To that end, it seems that’s what some players have had in mind: In addition to Collier, plenty of WNBA superstars, including four-time MVP A’ja Wilson and the Indiana Fever’s Sophie Cunningham, have made it clear where they stand on the issue and that they are willing to fight tooth and nail. That’s necessary because the stakes are just so high, Boris says.

And like the historic, women-led labor movements in the past, the outcome won’t just affect the women currently playing in the league.

When asked about the perception that WNBA leadership is not pro-player, Seattle Storm guard Lexie Brown tells Fast Company: “I think it runs deep. I think it’s been this way for a long time, and I think it’s getting to the point where we just finally have the leverage.”

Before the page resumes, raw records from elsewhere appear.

//! Library-convention file names
//!
//! These are discovery conventions, not part of the semantic contract:
//! a component library announces itself with a main metadata file (or a
//! key inside its package descriptor) and marks each component directory
//! with a metadata subdirectory.

/// Name of the per-component metadata marker directory.
pub const META_DIR: &str = ".meta";

/// Component metadata file inside the marker directory.
pub const META_FILE: &str = "meta.json";

/// Optional sibling strings file inside the marker directory.
pub const STRINGS_FILE: &str = "strings.json";

/// Optional sibling custom-types file inside the marker directory.
pub const TYPES_FILE: &str = "types.json";

/// Main library metadata file at the library root.
pub const MAIN_META_FILE: &str = "library.json";

/// Package descriptor consulted when the main metadata file is absent.
pub const PACKAGE_FILE: &str = "package.json";

/// Key inside the package descriptor holding the main metadata.
pub const PACKAGE_KEY: &str = "componentLibrary";
//! Cross-reference checks over prop type trees
//!
//! Schema validation guarantees shape; the checks here walk the validated
//! prop trees depth-first and verify everything the schema cannot: that
//! all referenced string keys resolve, that type-dependent fields are
//! present, and that structural type searches terminate on
//! self-referential shapes.

use std::collections::{HashMap, HashSet};

use crate::error::{MetaError, Result};
use crate::meta::{PropMeta, PropType, TypeDef};
use crate::strings::StringTable;

fn require_string(strings: &StringTable, key: &str, location: String) -> Result<()> {
    if strings.has_key(key) {
        Ok(())
    } else {
        Err(MetaError::UnknownStringKey {
            key: key.to_string(),
            location,
        })
    }
}

/// Depth-first validation of every string key reachable from a prop.
///
/// Array element paths extend as `prop.[]`, shape field paths as
/// `prop.field`, so a failure names the exact position in the tree.
pub fn check_prop_strings(prop_path: &str, prop: &PropMeta, strings: &StringTable) -> Result<()> {
    if let Some(key) = &prop.text_key {
        require_string(strings, key, format!("textKey of prop '{prop_path}'"))?;
    }

    if let Some(key) = &prop.description_text_key {
        require_string(
            strings,
            key,
            format!("descriptionTextKey of prop '{prop_path}'"),
        )?;
    }

    match prop.prop_type() {
        PropType::OneOf => {
            let options = prop.options.as_ref().ok_or_else(|| MetaError::MissingField {
                field: "options",
                location: format!("prop '{prop_path}' of type 'oneOf'"),
            })?;

            for (i, option) in options.iter().enumerate() {
                require_string(
                    strings,
                    &option.text_key,
                    format!("option {i} of prop '{prop_path}'"),
                )?;
            }
        }

        PropType::ArrayOf => {
            let of_type = prop.of_type.as_ref().ok_or_else(|| MetaError::MissingField {
                field: "ofType",
                location: format!("prop '{prop_path}' of type 'arrayOf'"),
            })?;

            check_prop_strings(&format!("{prop_path}.[]"), of_type, strings)?;
        }

        PropType::Shape => {
            let fields = prop.fields.as_ref().ok_or_else(|| MetaError::MissingField {
                field: "fields",
                location: format!("prop '{prop_path}' of type 'shape'"),
            })?;

            for (field_name, field) in fields {
                check_prop_strings(&format!("{prop_path}.{field_name}"), field, strings)?;
            }
        }

        PropType::String => {
            if let Some(key) = prop.static_default_text_key() {
                require_string(strings, key, format!("defaultTextKey of prop '{prop_path}'"))?;
            }
        }

        _ => {}
    }

    Ok(())
}

/// Validate string keys reachable from a library-level type definition.
pub fn check_typedef_strings(type_name: &str, typedef: &TypeDef, strings: &StringTable) -> Result<()> {
    match typedef.prop_type() {
        PropType::OneOf => {
            let options = typedef.options.as_ref().ok_or_else(|| MetaError::MissingField {
                field: "options",
                location: format!("type '{type_name}' (oneOf)"),
            })?;

            for (i, option) in options.iter().enumerate() {
                require_string(
                    strings,
                    &option.text_key,
                    format!("option {i} of type '{type_name}'"),
                )?;
            }
        }

        PropType::ArrayOf => {
            let of_type = typedef.of_type.as_ref().ok_or_else(|| MetaError::MissingField {
                field: "ofType",
                location: format!("type '{type_name}' (arrayOf)"),
            })?;

            check_prop_strings("[]", of_type, strings)?;
        }

        PropType::Shape => {
            let fields = typedef.fields.as_ref().ok_or_else(|| MetaError::MissingField {
                field: "fields",
                location: format!("type '{type_name}' (shape)"),
            })?;

            for (field_name, field) in fields {
                check_prop_strings(field_name, field, strings)?;
            }
        }

        _ => {}
    }

    Ok(())
}

/// Whether a prop tree structurally contains a sub-field whose type is
/// `target`.
///
/// Custom type names resolve through the `types` table. Type tables built
/// from generated sources (GraphQL introspection and the like) may contain
/// self-referential shapes, so the search keeps a visited set keyed by
/// declared type name and treats a revisit as "not found" instead of
/// recursing unboundedly. The result is deterministic for a given table.
pub fn shape_contains_type(
    prop: &PropMeta,
    target: &str,
    types: &HashMap<String, TypeDef>,
) -> bool {
    let mut visited = HashSet::new();
    prop_contains(prop, target, types, &mut visited)
}

fn prop_contains(
    prop: &PropMeta,
    target: &str,
    types: &HashMap<String, TypeDef>,
    visited: &mut HashSet<String>,
) -> bool {
    if prop.type_name == target {
        return true;
    }

    match prop.prop_type() {
        PropType::ArrayOf => prop
            .of_type
            .as_deref()
            .is_some_and(|of| prop_contains(of, target, types, visited)),

        PropType::Shape => prop.fields.as_ref().is_some_and(|fields| {
            fields
                .values()
                .any(|field| prop_contains(field, target, types, visited))
        }),

        PropType::Custom(name) => {
            if !visited.insert(name.to_string()) {
                // Already examined this type on the current search.
                return false;
            }
            types
                .get(name)
                .is_some_and(|typedef| typedef_contains(typedef, target, types, visited))
        }

        _ => false,
    }
}

fn typedef_contains(
    typedef: &TypeDef,
    target: &str,
    types: &HashMap<String, TypeDef>,
    visited: &mut HashSet<String>,
) -> bool {
    match typedef.prop_type() {
        PropType::ArrayOf => typedef
            .of_type
            .as_deref()
            .is_some_and(|of| prop_contains(of, target, types, visited)),

        PropType::Shape => typedef.fields.as_ref().is_some_and(|fields| {
            fields
                .values()
                .any(|field| prop_contains(field, target, types, visited))
        }),

        _ => false,
    }
}
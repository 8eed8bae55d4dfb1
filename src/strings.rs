//! Localized string tables
//!
//! A string table maps opaque string keys to per-language text. All
//! user-facing labels in component metadata (`textKey`,
//! `descriptionTextKey`, option labels, default text) resolve through one
//! of these tables.

use std::collections::HashMap;

use serde::{Deserialize, Serialize};

/// Mapping from string key to per-language localized text.
#[derive(Debug, Clone, Default, PartialEq, Serialize, Deserialize)]
#[serde(transparent)]
pub struct StringTable(HashMap<String, HashMap<String, String>>);

impl StringTable {
    pub fn new() -> Self {
        Self::default()
    }

    /// Resolve a key in a specific language.
    ///
    /// There is no fallback chain across languages: a key present only
    /// under another language still resolves to `None`, and the caller
    /// decides whether that is fatal.
    pub fn resolve(&self, key: &str, language: &str) -> Option<&str> {
        self.0.get(key)?.get(language).map(String::as_str)
    }

    /// Whether the key exists in the table under any language.
    ///
    /// Schema cross-checks only require key presence; they do not pick a
    /// language.
    pub fn has_key(&self, key: &str) -> bool {
        self.0.contains_key(key)
    }

    pub fn is_empty(&self) -> bool {
        self.0.is_empty()
    }

    pub fn len(&self) -> usize {
        self.0.len()
    }
}

impl From<HashMap<String, HashMap<String, String>>> for StringTable {
    fn from(inner: HashMap<String, HashMap<String, String>>) -> Self {
        Self(inner)
    }
}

WNBA players have other opportunities, she points out, like AU Pro Basketball, the women’s professional league that will kick off its fifth season in Nashville in February. The new Player B league in Europe and Asia also promises higher pay than the WNBA does. Such leagues afford players “the money to potentially not have a [WNBA] season,” she explains.

“None of us want that to happen, but I think it’s just been a build up over years and years, and we have to stand on business when it comes to this.”

The league’s players are fighting this fight for those who came before them: the players who “continued to show up to work, every single year, despite the conditions, despite not having facilities, despite flying commercial, sharing hotel rooms,” she says. They’re also fighting for “all the little girls out there that want to be in the WNBA.”

“This is not only for us,” Brown added. “It’s for everybody in the future.”